Generative AI technology uses a very large set of data points – from multiple millions of songs – to create a “latent space,” and then uses statistical data in that space to predict models. Musical.AI’s technology is then able to determine by percentage the songs that were most influential in generating the new AI-created piece of music.
SOCAN Legal Counsel Fraser Turnbull, who moderated the event, talked about “the three Cs” for songwriters and composers whose songs or compositions are being used to generate new pieces of music in AI: credit, consent, and compensation. He stressed that transparency in the process is crucial in determining if SOCAN members’ works have been used for inputs, and the attribution process enabled by Musical.AI’s technology is important for determining when those works influence AI-generated outputs.

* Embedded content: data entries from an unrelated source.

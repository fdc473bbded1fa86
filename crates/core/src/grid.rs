//! Grid module - owns the tile slots of the board
//!
//! The grid is a `width x height` rectangle stored as a flat row-major array.
//! Coordinates: `(x, y)` where x grows to the right and y grows upward; `y = 0`
//! is the bottom row and gravity pulls toward it.
//!
//! The four corner cells are structural holes. [`Grid::set`] refuses to place a
//! tile there, so no code path can break that invariant.

use crate::types::{Cell, Pos, Tile, TokenKind, MAX_BOARD_DIM, MIN_BOARD_DIM};

/// Board grid with flat storage
#[derive(Debug, Clone, PartialEq, Eq)]
pub struct Grid {
    width: u8,
    height: u8,
    /// Row-major cells (`y * width + x`)
    cells: Vec<Cell>,
}

impl Grid {
    /// Create an empty grid; dimensions are clamped to the supported range
    pub fn new(width: u8, height: u8) -> Self {
        let width = width.clamp(MIN_BOARD_DIM, MAX_BOARD_DIM);
        let height = height.clamp(MIN_BOARD_DIM, MAX_BOARD_DIM);
        Self {
            width,
            height,
            cells: vec![None; width as usize * height as usize],
        }
    }

    #[inline(always)]
    fn index(&self, pos: Pos) -> Option<usize> {
        if pos.x < 0 || pos.x >= self.width as i8 || pos.y < 0 || pos.y >= self.height as i8 {
            return None;
        }
        Some((pos.y as usize) * (self.width as usize) + (pos.x as usize))
    }

    pub fn width(&self) -> u8 {
        self.width
    }

    pub fn height(&self) -> u8 {
        self.height
    }

    pub fn in_bounds(&self, pos: Pos) -> bool {
        self.index(pos).is_some()
    }

    /// True for the four structural corner cells
    pub fn is_corner(&self, pos: Pos) -> bool {
        let right = self.width as i8 - 1;
        let top = self.height as i8 - 1;
        (pos.x == 0 || pos.x == right) && (pos.y == 0 || pos.y == top)
    }

    /// In bounds and not a corner
    pub fn is_playable(&self, pos: Pos) -> bool {
        self.in_bounds(pos) && !self.is_corner(pos)
    }

    /// Lowest row a tile may occupy in column `x`
    pub fn floor(&self, x: i8) -> i8 {
        if x == 0 || x == self.width as i8 - 1 {
            1
        } else {
            0
        }
    }

    /// Cell at `pos`; `None` when out of bounds
    pub fn get(&self, pos: Pos) -> Option<Cell> {
        self.index(pos).map(|idx| self.cells[idx])
    }

    /// Tile at `pos`; `None` when empty or out of bounds
    pub fn tile(&self, pos: Pos) -> Option<Tile> {
        self.get(pos).flatten()
    }

    pub fn kind_at(&self, pos: Pos) -> Option<TokenKind> {
        self.tile(pos).map(|t| t.kind)
    }

    /// Write a cell.
    ///
    /// Returns false (and leaves the grid untouched) when `pos` is out of
    /// bounds or when a tile would land on a corner. Clearing a corner is a
    /// no-op that succeeds.
    pub fn set(&mut self, pos: Pos, cell: Cell) -> bool {
        let Some(idx) = self.index(pos) else {
            return false;
        };
        if cell.is_some() && self.is_corner(pos) {
            return false;
        }
        self.cells[idx] = cell;
        true
    }

    /// Remove and return the tile at `pos`
    pub fn take(&mut self, pos: Pos) -> Option<Tile> {
        let idx = self.index(pos)?;
        self.cells[idx].take()
    }

    /// Exchange two playable cells. Returns false if either is not playable.
    pub fn swap(&mut self, a: Pos, b: Pos) -> bool {
        if !self.is_playable(a) || !self.is_playable(b) {
            return false;
        }
        match (self.index(a), self.index(b)) {
            (Some(ia), Some(ib)) => {
                self.cells.swap(ia, ib);
                true
            }
            _ => false,
        }
    }

    /// Empty every cell
    pub fn clear(&mut self) -> u32 {
        let mut removed = 0;
        for cell in &mut self.cells {
            if cell.take().is_some() {
                removed += 1;
            }
        }
        removed
    }

    pub fn tile_count(&self) -> u32 {
        self.cells.iter().filter(|c| c.is_some()).count() as u32
    }

    /// Number of playable cells without a tile
    pub fn empty_count(&self) -> u32 {
        self.positions()
            .filter(|&p| self.tile(p).is_none())
            .count() as u32
    }

    /// Every playable position, column by column from the bottom
    pub fn positions(&self) -> impl Iterator<Item = Pos> + '_ {
        let (w, h) = (self.width as i8, self.height as i8);
        (0..w)
            .flat_map(move |x| (0..h).map(move |y| Pos::new(x, y)))
            .filter(move |&p| !self.is_corner(p))
    }

    /// Raw row-major cells
    pub fn cells(&self) -> &[Cell] {
        &self.cells
    }
}

impl Default for Grid {
    fn default() -> Self {
        Self::new(
            crate::types::DEFAULT_BOARD_WIDTH,
            crate::types::DEFAULT_BOARD_HEIGHT,
        )
    }
}
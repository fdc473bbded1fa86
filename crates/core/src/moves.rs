//! Move search - stalemate check and hints
//!
//! Every occupied cell is tried against its right and upper neighbour, which
//! covers each adjacent pair once. A swap counts when it lines up a run; only
//! when no such swap exists is a color bomb next to any tile offered, since
//! that swap always fires.

use crate::detector::has_any_match;
use crate::grid::Grid;
use crate::types::Pos;

/// First productive swap: a run-forming swap in scan order (columns left to
/// right, rows bottom up, right neighbour before upper neighbour), else the
/// first color bomb with an occupied neighbour.
pub fn find_move(grid: &Grid) -> Option<(Pos, Pos)> {
    find_matching_swap(grid).or_else(|| find_color_bomb_swap(grid))
}

fn find_matching_swap(grid: &Grid) -> Option<(Pos, Pos)> {
    let mut scratch = grid.clone();
    let (w, h) = (grid.width() as i8, grid.height() as i8);

    for x in 0..w {
        for y in 0..h {
            let here = Pos::new(x, y);
            if scratch.tile(here).is_none() {
                continue;
            }
            for next in [here.offset(1, 0), here.offset(0, 1)] {
                if next.x >= w || next.y >= h || scratch.tile(next).is_none() {
                    continue;
                }
                scratch.swap(here, next);
                let productive = has_any_match(&scratch);
                scratch.swap(here, next);
                if productive {
                    return Some((here, next));
                }
            }
        }
    }
    None
}

fn find_color_bomb_swap(grid: &Grid) -> Option<(Pos, Pos)> {
    grid.positions()
        .filter(|&p| grid.tile(p).is_some_and(|t| t.is_color_bomb()))
        .find_map(|bomb| {
            [(1, 0), (0, 1), (-1, 0), (0, -1)]
                .into_iter()
                .map(|(dx, dy)| bomb.offset(dx, dy))
                .find(|&next| grid.tile(next).is_some())
                .map(|next| (bomb, next))
        })
}

pub fn has_possible_moves(grid: &Grid) -> bool {
    find_move(grid).is_some()
}
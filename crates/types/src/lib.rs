//! Core types module - shared data structures and constants
//!
//! This module defines the fundamental types used throughout the workspace.
//! All types are plain data with no external dependencies, making them usable
//! in any context (board simulation, observers, remote-control protocol).
//!
//! # Board Geometry
//!
//! - **Default size**: 8 columns x 8 rows
//! - **Origin**: `(0, 0)` is the bottom-left cell; gravity pulls toward `y = 0`
//! - **Corners**: the four corner cells never hold a tile
//!
//! # Scoring Constants
//!
//! | Constant | Value | Description |
//! |----------|-------|-------------|
//! | `MATCH_3_SCORE` | 30 | Plain 3-match |
//! | `ROW_BOMB_SCORE` | 60 | 4-match (creates a row bomb) |
//! | `COLOR_BOMB_SCORE` | 100 | 5+-match (creates a color bomb) |
//! | `ROW_BOMB_FIRE_SCORE` | 60 | Row bomb consumed inside a match |
//! | `COLOR_BOMB_SWAP_BONUS` | 120 | Color bomb swapped with a normal tile |
//! | `DOUBLE_COLOR_BOMB_BONUS` | 300 | Two color bombs swapped together |
//!
//! # Phase Delays
//!
//! Presentation pacing between cascade phases, in milliseconds. They never
//! change the simulation outcome:
//!
//! | Constant | Value |
//! |----------|-------|
//! | `DETECT_DELAY_MS` | 250 |
//! | `COLLAPSE_DELAY_MS` | 200 |
//! | `REFILL_DELAY_MS` | 200 |
//!
//! # Examples
//!
//! ```
//! use fruit_cascade_types::{Pos, Special, Tile, TokenKind};
//!
//! // Parse from string (case-insensitive)
//! let apple = TokenKind::from_str("apple").unwrap();
//! assert_eq!(apple, TokenKind::Apple);
//! assert_eq!(apple.as_str(), "Apple");
//!
//! // Specials are mutually exclusive
//! let tile = Tile::new(apple).with_special(Special::RowBomb);
//! assert!(tile.is_row_bomb());
//! assert!(!tile.with_special(Special::ColorBomb).is_row_bomb());
//!
//! // 4-adjacency
//! assert!(Pos::new(2, 3).is_adjacent(Pos::new(2, 4)));
//! assert!(!Pos::new(2, 3).is_adjacent(Pos::new(3, 4)));
//! ```

/// Default board width in cells
pub const DEFAULT_BOARD_WIDTH: u8 = 8;

/// Default board height in cells
pub const DEFAULT_BOARD_HEIGHT: u8 = 8;

/// Smallest supported board edge (a run needs three cells)
pub const MIN_BOARD_DIM: u8 = 3;

/// Largest supported board edge (coordinates are `i8`)
pub const MAX_BOARD_DIM: u8 = 64;

/// Number of token kinds drawn into a run's active pool
pub const DEFAULT_POOL_SIZE: usize = 5;

/// Smallest pool a board accepts (fewer kinds never settle)
pub const MIN_POOL_SIZE: usize = 3;

/// Shortest run that counts as a match
pub const MIN_RUN: usize = 3;

/// Base score for a 3-match
pub const MATCH_3_SCORE: u32 = 30;

/// Base score for a 4-match (creates a row bomb)
pub const ROW_BOMB_SCORE: u32 = 60;

/// Base score for a 5+-match (creates a color bomb)
pub const COLOR_BOMB_SCORE: u32 = 100;

/// Base score when a row bomb fires inside a match group
pub const ROW_BOMB_FIRE_SCORE: u32 = 60;

/// Flat bonus for swapping a color bomb with a normal tile
pub const COLOR_BOMB_SWAP_BONUS: u32 = 120;

/// Flat bonus for swapping two color bombs
pub const DOUBLE_COLOR_BOMB_BONUS: u32 = 300;

/// Row-bomb band width before modifiers
pub const BASE_ROW_BOMB_WIDTH: i32 = 1;

/// Score distance between two score-milestone offers
pub const DEFAULT_SCORE_STEP: u32 = 2000;

/// Chain depth at which a chain offer is made
pub const DEFAULT_MIN_OFFER_CHAIN: u32 = 3;

/// Fixed driver timestep in milliseconds (16ms ≈ 60 FPS)
pub const TICK_MS: u32 = 16;

/// Pause before each detection pass
pub const DETECT_DELAY_MS: u32 = 250;

/// Pause between resolving groups and collapsing columns
pub const COLLAPSE_DELAY_MS: u32 = 200;

/// Pause between collapsing and refilling
pub const REFILL_DELAY_MS: u32 = 200;

#[cfg(test)]
mod tests {
    use super::*;

    #[test]
    fn scoring_table_values() {
        assert_eq!(MATCH_3_SCORE, 30);
        assert_eq!(ROW_BOMB_SCORE, 60);
        assert_eq!(COLOR_BOMB_SCORE, 100);
        assert_eq!(ROW_BOMB_FIRE_SCORE, 60);
        assert_eq!(COLOR_BOMB_SWAP_BONUS, 120);
        assert_eq!(DOUBLE_COLOR_BOMB_BONUS, 300);
    }

    #[test]
    fn token_names_round_trip() {
        for kind in TokenKind::ALL {
            assert_eq!(TokenKind::from_str(kind.as_str()), Some(kind));
            assert_eq!(TokenKind::from_index(kind.index()), Some(kind));
        }
        assert_eq!(TokenKind::from_str("durian"), None);
    }

    #[test]
    fn special_setters_are_exclusive() {
        let tile = Tile::new(TokenKind::Kiwi).with_special(Special::ColorBomb);
        assert!(tile.is_color_bomb());
        let tile = tile.with_special(Special::RowBomb);
        assert!(tile.is_row_bomb());
        assert!(!tile.is_color_bomb());
        assert!(!Tile::new(TokenKind::Kiwi).is_special());
    }

    #[test]
    fn adjacency_is_four_way() {
        let p = Pos::new(3, 3);
        assert!(p.is_adjacent(Pos::new(4, 3)));
        assert!(p.is_adjacent(Pos::new(2, 3)));
        assert!(p.is_adjacent(Pos::new(3, 4)));
        assert!(p.is_adjacent(Pos::new(3, 2)));
        assert!(!p.is_adjacent(p));
        assert!(!p.is_adjacent(Pos::new(4, 4)));
        assert!(!p.is_adjacent(Pos::new(5, 3)));
    }
}

/// The fruit kinds a tile can carry
///
/// Every board draws a fixed-size subset of these at generation time (see
/// [`DEFAULT_POOL_SIZE`]). Matching compares kinds, nothing else.
#[derive(Debug, Clone, Copy, PartialEq, Eq, Hash, PartialOrd, Ord)]
pub enum TokenKind {
    Apple,
    Banana,
    Blueberry,
    Cherry,
    Grape,
    Kiwi,
    Lemon,
    Mango,
    Orange,
    Peach,
    Pear,
    Strawberry,
}

impl TokenKind {
    /// Every kind, in index order
    pub const ALL: [TokenKind; 12] = [
        TokenKind::Apple,
        TokenKind::Banana,
        TokenKind::Blueberry,
        TokenKind::Cherry,
        TokenKind::Grape,
        TokenKind::Kiwi,
        TokenKind::Lemon,
        TokenKind::Mango,
        TokenKind::Orange,
        TokenKind::Peach,
        TokenKind::Pear,
        TokenKind::Strawberry,
    ];

    /// Parse a kind from its name (case-insensitive)
    ///
    /// # Examples
    ///
    /// ```
    /// use fruit_cascade_types::TokenKind;
    ///
    /// assert_eq!(TokenKind::from_str("Cherry"), Some(TokenKind::Cherry));
    /// assert_eq!(TokenKind::from_str("STRAWBERRY"), Some(TokenKind::Strawberry));
    /// assert_eq!(TokenKind::from_str("ColorBomb"), None);
    /// ```
    pub fn from_str(s: &str) -> Option<Self> {
        Self::ALL
            .iter()
            .copied()
            .find(|k| k.as_str().eq_ignore_ascii_case(s.trim()))
    }

    /// Display name, also used in save records and the wire protocol
    pub fn as_str(&self) -> &'static str {
        match self {
            TokenKind::Apple => "Apple",
            TokenKind::Banana => "Banana",
            TokenKind::Blueberry => "Blueberry",
            TokenKind::Cherry => "Cherry",
            TokenKind::Grape => "Grape",
            TokenKind::Kiwi => "Kiwi",
            TokenKind::Lemon => "Lemon",
            TokenKind::Mango => "Mango",
            TokenKind::Orange => "Orange",
            TokenKind::Peach => "Peach",
            TokenKind::Pear => "Pear",
            TokenKind::Strawberry => "Strawberry",
        }
    }

    /// Position in [`TokenKind::ALL`]
    pub fn index(&self) -> u8 {
        *self as u8
    }

    pub fn from_index(index: u8) -> Option<Self> {
        Self::ALL.get(index as usize).copied()
    }
}

/// Special flag carried by a tile
///
/// A single enum keeps row-bomb and color-bomb mutually exclusive.
#[derive(Debug, Clone, Copy, PartialEq, Eq, Hash, Default)]
pub enum Special {
    #[default]
    None,
    /// Created by a 4-match; clears a band of rows when consumed by a later match
    RowBomb,
    /// Created by a 5+-match; fires when swapped
    ColorBomb,
}

impl Special {
    /// Compact code used in snapshots (0 = none, 1 = row bomb, 2 = color bomb)
    pub fn code(&self) -> u8 {
        match self {
            Special::None => 0,
            Special::RowBomb => 1,
            Special::ColorBomb => 2,
        }
    }

    pub fn as_str(&self) -> Option<&'static str> {
        match self {
            Special::None => None,
            Special::RowBomb => Some("row_bomb"),
            Special::ColorBomb => Some("color_bomb"),
        }
    }
}

/// A tile occupying one grid cell
#[derive(Debug, Clone, Copy, PartialEq, Eq, Hash)]
pub struct Tile {
    pub kind: TokenKind,
    pub special: Special,
}

impl Tile {
    /// A normal tile of the given kind
    pub fn new(kind: TokenKind) -> Self {
        Self {
            kind,
            special: Special::None,
        }
    }

    /// Same tile with its special flag replaced
    pub fn with_special(self, special: Special) -> Self {
        Self { special, ..self }
    }

    pub fn is_row_bomb(&self) -> bool {
        self.special == Special::RowBomb
    }

    pub fn is_color_bomb(&self) -> bool {
        self.special == Special::ColorBomb
    }

    pub fn is_special(&self) -> bool {
        self.special != Special::None
    }
}

/// A cell on the board
///
/// - `None`: empty (or a structural corner)
/// - `Some(Tile)`: occupied
pub type Cell = Option<Tile>;

/// Grid coordinate; `(0, 0)` is the bottom-left cell
#[derive(Debug, Clone, Copy, PartialEq, Eq, Hash, PartialOrd, Ord)]
pub struct Pos {
    pub x: i8,
    pub y: i8,
}

impl Pos {
    pub const fn new(x: i8, y: i8) -> Self {
        Self { x, y }
    }

    /// True if `other` shares an edge with `self`
    pub fn is_adjacent(&self, other: Pos) -> bool {
        let dx = (self.x as i16 - other.x as i16).abs();
        let dy = (self.y as i16 - other.y as i16).abs();
        dx + dy == 1
    }

    pub fn offset(&self, dx: i8, dy: i8) -> Pos {
        Pos::new(self.x.saturating_add(dx), self.y.saturating_add(dy))
    }
}

impl From<(i8, i8)> for Pos {
    fn from((x, y): (i8, i8)) -> Self {
        Pos::new(x, y)
    }
}

/// Cascade phases
///
/// The board is busy whenever it is not [`Phase::Idle`].
#[derive(Debug, Clone, Copy, PartialEq, Eq, Hash, Default)]
pub enum Phase {
    #[default]
    Idle,
    Detecting,
    Resolving,
    Collapsing,
    Refilling,
}

impl Phase {
    pub fn as_str(&self) -> &'static str {
        match self {
            Phase::Idle => "idle",
            Phase::Detecting => "detecting",
            Phase::Resolving => "resolving",
            Phase::Collapsing => "collapsing",
            Phase::Refilling => "refilling",
        }
    }
}

/// Why the board suggests offering a buff choice
#[derive(Debug, Clone, Copy, PartialEq, Eq, Hash)]
pub enum OfferReason {
    /// Total score crossed the next milestone
    ScoreMilestone,
    /// A wave reached the minimum chain depth
    Chain,
}

/// Board-side events, drained by drivers and presentation layers
#[derive(Debug, Clone, Copy, PartialEq, Eq)]
pub enum BoardEvent {
    /// An accepted swap was applied to the grid
    Swapped { a: Pos, b: Pos },
    /// A swap produced no match and was undone
    SwapReverted { a: Pos, b: Pos },
    /// A detection pass found groups; `chain_depth` is the wave number
    GroupsDetected { count: u32, chain_depth: u32 },
    /// A plain group was removed (possibly leaving a special keeper)
    GroupCleared {
        kind: TokenKind,
        size: u32,
        score: u32,
        created: Special,
    },
    /// A row bomb fired inside a match group
    RowBombFired {
        at: Pos,
        width: u32,
        cleared: u32,
        score: u32,
    },
    /// A color bomb fired by swap; `target` is `None` for bomb+bomb
    ColorBombFired {
        target: Option<TokenKind>,
        cleared: u32,
        bonus: u32,
    },
    /// Columns collapsed; `moved` tiles fell
    Collapsed { moved: u32 },
    /// Empty cells received new tiles
    Refilled { spawned: u32 },
    /// The external buff layer should offer a choice
    OfferChoice(OfferReason),
    /// The cascade chain ended with no groups left
    Settled { score: u32 },
    /// No swap can produce a match
    GameOver { score: u32 },
}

Participants agreed that crediting of generative AI inputs seems the likeliest path in the near future, following the precedent of the EU AI Act requiring transparency from general-purpose AI models, including AI music generators, and Bill AB-2013 in California, which mandates every AI business in California, and every company doing business with them, to disclose all of the datasets used to create their generative models. These transparency obligations are important because there can be no compensation to music creators without first being able to credit the music creators of the inputs.
Power recommended that, for the moment, SOCAN members shouldn’t license their work directly to an AI company, because there’s no method developed yet that allows them to track how it’s being used. But he added that tech companies are currently working on innovations to remedy that.